■ Provided records
[Start of Attachment]
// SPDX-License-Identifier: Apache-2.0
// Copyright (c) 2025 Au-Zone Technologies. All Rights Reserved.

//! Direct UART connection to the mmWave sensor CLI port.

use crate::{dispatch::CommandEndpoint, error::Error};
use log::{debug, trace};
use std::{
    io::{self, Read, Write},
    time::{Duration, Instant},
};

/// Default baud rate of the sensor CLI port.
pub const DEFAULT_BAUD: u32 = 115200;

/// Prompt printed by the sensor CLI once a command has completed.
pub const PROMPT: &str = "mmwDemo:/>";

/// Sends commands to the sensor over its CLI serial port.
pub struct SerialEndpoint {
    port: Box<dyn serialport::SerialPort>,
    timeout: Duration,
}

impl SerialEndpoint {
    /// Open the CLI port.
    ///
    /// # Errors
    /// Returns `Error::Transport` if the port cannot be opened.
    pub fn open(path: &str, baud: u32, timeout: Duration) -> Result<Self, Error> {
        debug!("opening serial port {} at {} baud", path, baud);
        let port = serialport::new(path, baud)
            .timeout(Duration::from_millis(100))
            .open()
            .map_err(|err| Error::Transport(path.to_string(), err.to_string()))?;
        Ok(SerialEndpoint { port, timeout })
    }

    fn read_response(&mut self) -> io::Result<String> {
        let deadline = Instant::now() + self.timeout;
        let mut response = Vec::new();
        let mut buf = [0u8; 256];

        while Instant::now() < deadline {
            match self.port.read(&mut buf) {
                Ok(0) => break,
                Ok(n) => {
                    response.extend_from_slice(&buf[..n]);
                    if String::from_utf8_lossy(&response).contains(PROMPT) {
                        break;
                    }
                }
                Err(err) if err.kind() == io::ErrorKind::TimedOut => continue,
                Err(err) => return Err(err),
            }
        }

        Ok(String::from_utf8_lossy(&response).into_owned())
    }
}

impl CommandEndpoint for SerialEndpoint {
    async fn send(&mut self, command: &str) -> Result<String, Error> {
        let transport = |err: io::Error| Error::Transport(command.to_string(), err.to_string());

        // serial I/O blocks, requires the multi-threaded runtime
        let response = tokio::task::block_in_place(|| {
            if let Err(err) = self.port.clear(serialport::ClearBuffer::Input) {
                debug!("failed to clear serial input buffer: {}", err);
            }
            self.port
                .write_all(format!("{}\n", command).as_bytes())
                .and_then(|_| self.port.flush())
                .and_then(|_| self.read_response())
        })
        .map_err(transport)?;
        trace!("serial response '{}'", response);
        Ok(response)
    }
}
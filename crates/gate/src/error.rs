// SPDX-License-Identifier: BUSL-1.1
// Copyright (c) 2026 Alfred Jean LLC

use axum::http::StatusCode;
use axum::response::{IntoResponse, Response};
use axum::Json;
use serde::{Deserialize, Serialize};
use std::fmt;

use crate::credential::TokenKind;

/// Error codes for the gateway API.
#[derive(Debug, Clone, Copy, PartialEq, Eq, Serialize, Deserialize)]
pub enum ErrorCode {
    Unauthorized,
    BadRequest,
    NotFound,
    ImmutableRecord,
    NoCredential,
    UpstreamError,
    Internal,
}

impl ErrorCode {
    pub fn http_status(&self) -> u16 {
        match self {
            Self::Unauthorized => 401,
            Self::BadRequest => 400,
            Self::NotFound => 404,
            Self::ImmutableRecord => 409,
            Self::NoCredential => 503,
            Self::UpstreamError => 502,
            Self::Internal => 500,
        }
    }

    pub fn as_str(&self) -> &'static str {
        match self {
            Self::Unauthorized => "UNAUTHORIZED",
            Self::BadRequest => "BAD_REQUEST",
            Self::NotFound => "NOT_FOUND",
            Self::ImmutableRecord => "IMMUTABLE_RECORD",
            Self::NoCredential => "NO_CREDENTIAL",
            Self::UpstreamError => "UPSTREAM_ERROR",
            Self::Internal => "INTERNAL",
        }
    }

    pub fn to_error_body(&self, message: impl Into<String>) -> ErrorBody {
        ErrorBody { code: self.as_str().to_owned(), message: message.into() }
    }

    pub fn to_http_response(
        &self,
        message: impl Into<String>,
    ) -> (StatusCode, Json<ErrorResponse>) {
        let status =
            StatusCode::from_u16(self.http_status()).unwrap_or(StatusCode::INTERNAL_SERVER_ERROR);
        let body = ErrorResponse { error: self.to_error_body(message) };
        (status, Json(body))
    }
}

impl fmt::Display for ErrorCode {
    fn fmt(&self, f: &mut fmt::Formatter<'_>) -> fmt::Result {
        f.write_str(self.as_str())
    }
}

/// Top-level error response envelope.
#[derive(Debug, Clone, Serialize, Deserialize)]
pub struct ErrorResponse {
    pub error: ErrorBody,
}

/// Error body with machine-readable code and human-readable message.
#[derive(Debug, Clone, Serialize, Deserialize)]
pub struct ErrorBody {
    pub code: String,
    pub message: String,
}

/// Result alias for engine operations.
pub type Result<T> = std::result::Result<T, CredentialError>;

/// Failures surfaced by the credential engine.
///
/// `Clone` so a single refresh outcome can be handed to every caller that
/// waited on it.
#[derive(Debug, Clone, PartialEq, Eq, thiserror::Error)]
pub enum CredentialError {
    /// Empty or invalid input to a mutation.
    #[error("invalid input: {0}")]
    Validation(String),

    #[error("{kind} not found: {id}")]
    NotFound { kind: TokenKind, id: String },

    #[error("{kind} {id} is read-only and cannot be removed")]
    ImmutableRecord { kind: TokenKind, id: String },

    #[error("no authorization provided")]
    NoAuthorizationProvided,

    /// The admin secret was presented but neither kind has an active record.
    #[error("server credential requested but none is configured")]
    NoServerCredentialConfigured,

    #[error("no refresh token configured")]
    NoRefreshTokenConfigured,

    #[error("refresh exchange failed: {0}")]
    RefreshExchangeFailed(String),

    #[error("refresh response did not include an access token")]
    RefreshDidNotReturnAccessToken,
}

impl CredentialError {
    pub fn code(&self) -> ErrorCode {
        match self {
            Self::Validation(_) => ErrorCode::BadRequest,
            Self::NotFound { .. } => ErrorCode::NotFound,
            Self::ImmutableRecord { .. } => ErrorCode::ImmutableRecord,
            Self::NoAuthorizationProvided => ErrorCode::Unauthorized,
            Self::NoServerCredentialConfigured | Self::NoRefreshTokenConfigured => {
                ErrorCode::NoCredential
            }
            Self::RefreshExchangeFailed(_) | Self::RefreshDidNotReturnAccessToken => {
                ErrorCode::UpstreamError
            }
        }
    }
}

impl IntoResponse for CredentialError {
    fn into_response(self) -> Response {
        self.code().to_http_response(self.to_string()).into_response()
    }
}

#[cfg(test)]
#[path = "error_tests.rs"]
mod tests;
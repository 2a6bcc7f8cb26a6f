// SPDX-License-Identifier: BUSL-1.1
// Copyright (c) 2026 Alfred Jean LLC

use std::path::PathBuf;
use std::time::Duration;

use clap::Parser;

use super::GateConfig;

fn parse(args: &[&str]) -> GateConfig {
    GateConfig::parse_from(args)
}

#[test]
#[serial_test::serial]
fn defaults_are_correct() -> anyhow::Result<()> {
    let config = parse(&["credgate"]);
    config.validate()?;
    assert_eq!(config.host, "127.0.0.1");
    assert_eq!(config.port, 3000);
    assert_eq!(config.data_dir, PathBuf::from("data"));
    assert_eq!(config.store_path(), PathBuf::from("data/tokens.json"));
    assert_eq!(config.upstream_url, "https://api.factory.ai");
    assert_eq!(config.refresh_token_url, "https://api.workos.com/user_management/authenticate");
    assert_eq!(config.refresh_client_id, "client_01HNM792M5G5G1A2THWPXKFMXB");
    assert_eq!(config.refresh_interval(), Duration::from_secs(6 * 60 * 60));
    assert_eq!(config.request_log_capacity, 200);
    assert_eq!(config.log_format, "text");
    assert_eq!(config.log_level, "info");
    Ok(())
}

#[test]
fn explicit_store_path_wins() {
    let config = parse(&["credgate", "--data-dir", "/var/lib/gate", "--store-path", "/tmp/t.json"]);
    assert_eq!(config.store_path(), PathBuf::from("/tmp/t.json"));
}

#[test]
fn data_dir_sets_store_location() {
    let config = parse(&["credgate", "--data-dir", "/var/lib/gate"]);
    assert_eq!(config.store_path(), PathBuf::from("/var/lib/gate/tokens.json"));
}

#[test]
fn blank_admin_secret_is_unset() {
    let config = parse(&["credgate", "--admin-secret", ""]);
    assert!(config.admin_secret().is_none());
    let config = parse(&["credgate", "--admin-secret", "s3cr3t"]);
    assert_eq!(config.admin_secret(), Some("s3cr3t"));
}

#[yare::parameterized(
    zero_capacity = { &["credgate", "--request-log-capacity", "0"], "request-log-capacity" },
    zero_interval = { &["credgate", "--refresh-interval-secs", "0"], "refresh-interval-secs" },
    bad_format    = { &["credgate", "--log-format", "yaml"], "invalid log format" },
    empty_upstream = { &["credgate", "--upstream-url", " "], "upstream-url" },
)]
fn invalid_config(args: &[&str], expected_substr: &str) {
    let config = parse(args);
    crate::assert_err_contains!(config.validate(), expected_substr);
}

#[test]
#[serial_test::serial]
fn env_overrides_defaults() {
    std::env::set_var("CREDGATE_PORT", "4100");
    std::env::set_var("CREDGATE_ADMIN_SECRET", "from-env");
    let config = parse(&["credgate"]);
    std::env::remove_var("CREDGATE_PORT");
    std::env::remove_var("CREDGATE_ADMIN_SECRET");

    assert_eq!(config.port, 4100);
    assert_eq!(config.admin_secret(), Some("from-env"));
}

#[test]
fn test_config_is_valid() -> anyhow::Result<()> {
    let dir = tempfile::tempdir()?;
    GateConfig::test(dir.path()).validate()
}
[End of Attachment]
■ Instructions for the task
Among the lines above, repeat exactly those from the line with "self.as_str().to_owned(), message: message.into()" to the line with "error response envelope.", counting both ends.

■ The completed task
        ErrorBody { code: self.as_str().to_owned(), message: message.into() }
    }

    pub fn to_http_response(
        &self,
        message: impl Into<String>,
    ) -> (StatusCode, Json<ErrorResponse>) {
        let status =
            StatusCode::from_u16(self.http_status()).unwrap_or(StatusCode::INTERNAL_SERVER_ERROR);
        let body = ErrorResponse { error: self.to_error_body(message) };
        (status, Json(body))
    }
}

impl fmt::Display for ErrorCode {
    fn fmt(&self, f: &mut fmt::Formatter<'_>) -> fmt::Result {
        f.write_str(self.as_str())
    }
}

/// Top-level error response envelope.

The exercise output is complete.